(Beginning of Entries provided)
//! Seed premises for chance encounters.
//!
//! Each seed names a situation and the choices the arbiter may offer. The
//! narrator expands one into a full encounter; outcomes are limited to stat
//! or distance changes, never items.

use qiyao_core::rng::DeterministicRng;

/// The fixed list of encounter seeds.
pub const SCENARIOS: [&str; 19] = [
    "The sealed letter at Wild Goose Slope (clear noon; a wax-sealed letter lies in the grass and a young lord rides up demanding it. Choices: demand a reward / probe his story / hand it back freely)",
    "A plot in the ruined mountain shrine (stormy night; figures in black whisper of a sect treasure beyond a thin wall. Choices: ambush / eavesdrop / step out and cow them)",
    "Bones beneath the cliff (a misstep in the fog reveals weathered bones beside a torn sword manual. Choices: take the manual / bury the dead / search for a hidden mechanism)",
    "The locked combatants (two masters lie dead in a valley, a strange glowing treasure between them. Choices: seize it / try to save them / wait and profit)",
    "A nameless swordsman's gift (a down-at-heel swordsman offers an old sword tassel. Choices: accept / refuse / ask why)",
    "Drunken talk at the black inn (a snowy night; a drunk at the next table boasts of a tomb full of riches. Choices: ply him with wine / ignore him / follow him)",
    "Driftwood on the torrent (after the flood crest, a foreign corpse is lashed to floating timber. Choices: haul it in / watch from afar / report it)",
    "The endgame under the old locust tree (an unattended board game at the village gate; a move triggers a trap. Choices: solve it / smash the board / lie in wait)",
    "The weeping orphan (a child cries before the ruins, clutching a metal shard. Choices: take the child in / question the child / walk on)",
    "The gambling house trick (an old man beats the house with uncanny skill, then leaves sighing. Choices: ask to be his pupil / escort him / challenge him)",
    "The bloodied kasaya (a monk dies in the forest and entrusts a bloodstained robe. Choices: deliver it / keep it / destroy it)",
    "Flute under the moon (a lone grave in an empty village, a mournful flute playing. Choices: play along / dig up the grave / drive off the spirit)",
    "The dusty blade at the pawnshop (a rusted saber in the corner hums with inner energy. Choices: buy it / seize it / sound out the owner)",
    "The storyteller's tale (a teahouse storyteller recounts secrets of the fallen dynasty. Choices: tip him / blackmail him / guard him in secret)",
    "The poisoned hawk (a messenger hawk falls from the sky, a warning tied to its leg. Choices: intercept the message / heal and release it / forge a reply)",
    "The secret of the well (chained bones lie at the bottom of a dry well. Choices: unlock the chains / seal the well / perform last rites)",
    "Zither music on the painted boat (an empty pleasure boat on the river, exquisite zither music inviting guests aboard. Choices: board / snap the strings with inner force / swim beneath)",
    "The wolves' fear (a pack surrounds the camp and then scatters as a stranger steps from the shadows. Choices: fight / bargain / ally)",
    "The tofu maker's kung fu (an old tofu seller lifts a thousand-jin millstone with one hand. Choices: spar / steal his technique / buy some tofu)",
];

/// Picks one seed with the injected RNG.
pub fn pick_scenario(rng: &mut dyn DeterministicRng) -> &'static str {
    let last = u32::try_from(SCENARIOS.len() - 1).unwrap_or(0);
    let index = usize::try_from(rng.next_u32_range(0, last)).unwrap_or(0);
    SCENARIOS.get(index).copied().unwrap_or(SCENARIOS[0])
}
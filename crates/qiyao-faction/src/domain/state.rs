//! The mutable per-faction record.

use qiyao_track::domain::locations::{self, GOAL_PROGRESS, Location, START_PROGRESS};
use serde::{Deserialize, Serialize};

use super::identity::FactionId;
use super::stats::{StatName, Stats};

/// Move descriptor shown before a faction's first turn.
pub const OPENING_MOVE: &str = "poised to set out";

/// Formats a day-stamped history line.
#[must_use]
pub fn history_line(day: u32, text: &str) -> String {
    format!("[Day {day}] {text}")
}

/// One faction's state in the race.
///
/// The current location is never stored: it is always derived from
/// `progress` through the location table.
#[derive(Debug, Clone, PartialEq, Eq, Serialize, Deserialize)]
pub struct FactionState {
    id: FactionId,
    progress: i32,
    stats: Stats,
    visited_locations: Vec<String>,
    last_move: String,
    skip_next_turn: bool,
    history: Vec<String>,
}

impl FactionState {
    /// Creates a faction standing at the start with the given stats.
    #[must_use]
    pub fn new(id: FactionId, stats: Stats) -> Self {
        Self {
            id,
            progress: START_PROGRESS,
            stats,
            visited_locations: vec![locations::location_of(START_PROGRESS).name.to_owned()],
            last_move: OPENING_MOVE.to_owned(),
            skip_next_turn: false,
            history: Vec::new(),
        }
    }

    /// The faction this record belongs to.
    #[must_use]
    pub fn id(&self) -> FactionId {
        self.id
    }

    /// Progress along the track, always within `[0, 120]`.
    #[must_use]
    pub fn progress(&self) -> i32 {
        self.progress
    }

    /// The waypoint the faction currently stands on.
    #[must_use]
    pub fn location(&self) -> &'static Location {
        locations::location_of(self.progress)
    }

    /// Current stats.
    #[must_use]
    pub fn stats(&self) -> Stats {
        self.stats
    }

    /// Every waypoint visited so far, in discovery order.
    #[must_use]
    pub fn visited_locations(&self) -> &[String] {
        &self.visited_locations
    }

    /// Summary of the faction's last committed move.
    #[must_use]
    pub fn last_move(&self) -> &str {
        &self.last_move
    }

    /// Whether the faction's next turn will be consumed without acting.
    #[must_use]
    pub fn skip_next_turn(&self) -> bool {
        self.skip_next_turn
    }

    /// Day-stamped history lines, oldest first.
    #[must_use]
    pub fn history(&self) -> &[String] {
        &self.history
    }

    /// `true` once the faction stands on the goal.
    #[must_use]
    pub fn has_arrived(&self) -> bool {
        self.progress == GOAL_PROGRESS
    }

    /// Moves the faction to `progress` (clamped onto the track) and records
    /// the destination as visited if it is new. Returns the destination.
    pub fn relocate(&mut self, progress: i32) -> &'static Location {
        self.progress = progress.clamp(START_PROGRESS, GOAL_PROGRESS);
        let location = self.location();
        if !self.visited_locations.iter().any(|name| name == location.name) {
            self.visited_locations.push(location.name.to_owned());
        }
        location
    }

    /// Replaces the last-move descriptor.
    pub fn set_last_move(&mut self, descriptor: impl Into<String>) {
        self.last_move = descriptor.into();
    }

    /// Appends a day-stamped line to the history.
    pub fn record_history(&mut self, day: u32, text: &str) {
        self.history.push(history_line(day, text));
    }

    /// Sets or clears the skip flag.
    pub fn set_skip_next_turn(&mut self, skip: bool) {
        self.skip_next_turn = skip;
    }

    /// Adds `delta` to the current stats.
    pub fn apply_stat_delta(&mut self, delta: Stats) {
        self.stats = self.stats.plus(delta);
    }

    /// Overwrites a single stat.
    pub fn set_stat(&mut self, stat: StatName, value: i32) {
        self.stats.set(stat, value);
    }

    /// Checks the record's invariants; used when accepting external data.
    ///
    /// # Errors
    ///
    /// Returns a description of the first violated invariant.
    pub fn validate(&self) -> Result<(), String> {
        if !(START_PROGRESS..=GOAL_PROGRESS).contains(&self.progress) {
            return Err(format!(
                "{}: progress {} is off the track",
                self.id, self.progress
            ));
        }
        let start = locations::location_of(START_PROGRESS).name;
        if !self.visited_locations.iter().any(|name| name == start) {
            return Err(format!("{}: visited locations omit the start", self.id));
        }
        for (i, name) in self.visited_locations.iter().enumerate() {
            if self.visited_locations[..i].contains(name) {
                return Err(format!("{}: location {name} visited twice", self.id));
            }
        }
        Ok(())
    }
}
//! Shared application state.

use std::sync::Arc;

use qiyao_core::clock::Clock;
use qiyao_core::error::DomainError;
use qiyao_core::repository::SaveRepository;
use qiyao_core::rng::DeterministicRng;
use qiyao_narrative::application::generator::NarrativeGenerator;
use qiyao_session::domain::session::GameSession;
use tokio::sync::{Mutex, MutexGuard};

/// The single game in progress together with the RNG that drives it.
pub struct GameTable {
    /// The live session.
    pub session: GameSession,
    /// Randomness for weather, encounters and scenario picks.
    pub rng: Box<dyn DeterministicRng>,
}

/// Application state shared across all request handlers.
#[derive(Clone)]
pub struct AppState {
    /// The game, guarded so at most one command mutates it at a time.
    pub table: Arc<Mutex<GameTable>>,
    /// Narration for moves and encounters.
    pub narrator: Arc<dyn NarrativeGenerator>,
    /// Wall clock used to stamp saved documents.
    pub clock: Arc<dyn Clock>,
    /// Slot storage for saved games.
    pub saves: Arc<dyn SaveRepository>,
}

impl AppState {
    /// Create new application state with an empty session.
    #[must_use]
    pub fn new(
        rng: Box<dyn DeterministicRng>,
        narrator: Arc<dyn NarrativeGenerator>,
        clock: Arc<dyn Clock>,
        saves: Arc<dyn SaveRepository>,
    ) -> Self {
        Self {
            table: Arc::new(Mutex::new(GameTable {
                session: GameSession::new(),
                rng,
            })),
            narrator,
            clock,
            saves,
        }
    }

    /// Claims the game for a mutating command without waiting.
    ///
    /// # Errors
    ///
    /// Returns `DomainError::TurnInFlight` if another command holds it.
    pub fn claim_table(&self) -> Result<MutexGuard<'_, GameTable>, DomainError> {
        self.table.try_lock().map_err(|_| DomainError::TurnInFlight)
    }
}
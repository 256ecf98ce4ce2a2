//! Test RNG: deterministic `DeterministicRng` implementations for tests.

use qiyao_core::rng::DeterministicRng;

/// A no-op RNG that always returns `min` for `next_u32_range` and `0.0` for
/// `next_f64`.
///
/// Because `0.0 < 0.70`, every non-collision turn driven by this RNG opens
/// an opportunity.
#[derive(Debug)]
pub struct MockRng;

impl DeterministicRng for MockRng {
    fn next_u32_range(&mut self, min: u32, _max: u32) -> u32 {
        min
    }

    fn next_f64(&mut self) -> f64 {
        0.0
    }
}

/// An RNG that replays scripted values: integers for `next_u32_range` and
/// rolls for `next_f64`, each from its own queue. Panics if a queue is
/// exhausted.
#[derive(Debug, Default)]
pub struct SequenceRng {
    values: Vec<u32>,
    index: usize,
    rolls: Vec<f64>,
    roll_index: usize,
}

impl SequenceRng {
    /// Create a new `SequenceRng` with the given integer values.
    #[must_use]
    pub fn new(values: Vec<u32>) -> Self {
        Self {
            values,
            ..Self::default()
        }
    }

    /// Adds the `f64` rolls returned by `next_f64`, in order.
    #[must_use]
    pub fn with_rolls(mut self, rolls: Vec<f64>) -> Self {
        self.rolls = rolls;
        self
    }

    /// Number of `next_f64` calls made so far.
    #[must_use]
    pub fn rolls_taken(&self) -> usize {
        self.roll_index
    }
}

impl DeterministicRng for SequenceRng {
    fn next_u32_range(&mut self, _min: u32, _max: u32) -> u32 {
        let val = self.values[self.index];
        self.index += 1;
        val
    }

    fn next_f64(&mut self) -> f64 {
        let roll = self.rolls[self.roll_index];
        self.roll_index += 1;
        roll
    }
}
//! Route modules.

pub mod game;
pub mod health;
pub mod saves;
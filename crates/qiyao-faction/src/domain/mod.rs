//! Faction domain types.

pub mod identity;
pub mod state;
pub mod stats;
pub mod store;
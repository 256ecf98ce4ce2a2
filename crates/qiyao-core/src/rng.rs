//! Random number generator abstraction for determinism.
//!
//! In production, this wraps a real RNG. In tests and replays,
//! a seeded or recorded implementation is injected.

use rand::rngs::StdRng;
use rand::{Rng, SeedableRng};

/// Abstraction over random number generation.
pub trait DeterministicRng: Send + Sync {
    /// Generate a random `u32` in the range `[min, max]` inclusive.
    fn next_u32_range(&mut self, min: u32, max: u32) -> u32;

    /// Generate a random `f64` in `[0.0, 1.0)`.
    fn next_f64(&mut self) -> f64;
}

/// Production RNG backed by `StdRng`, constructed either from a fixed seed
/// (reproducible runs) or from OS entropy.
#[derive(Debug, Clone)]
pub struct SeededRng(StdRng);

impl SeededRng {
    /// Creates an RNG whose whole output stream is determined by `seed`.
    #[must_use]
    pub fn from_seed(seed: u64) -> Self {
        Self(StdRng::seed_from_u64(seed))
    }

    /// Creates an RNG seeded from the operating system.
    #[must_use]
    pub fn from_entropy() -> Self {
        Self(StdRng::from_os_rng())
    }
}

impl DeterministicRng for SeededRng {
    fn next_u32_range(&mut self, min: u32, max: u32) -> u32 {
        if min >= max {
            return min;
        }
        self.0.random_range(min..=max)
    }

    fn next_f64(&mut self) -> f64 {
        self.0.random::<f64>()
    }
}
(End of Entries provided)
Task statement =
How many lines of the listing above contain the string "clock"? Respond with the number and no other text.

Response to this exercise =
5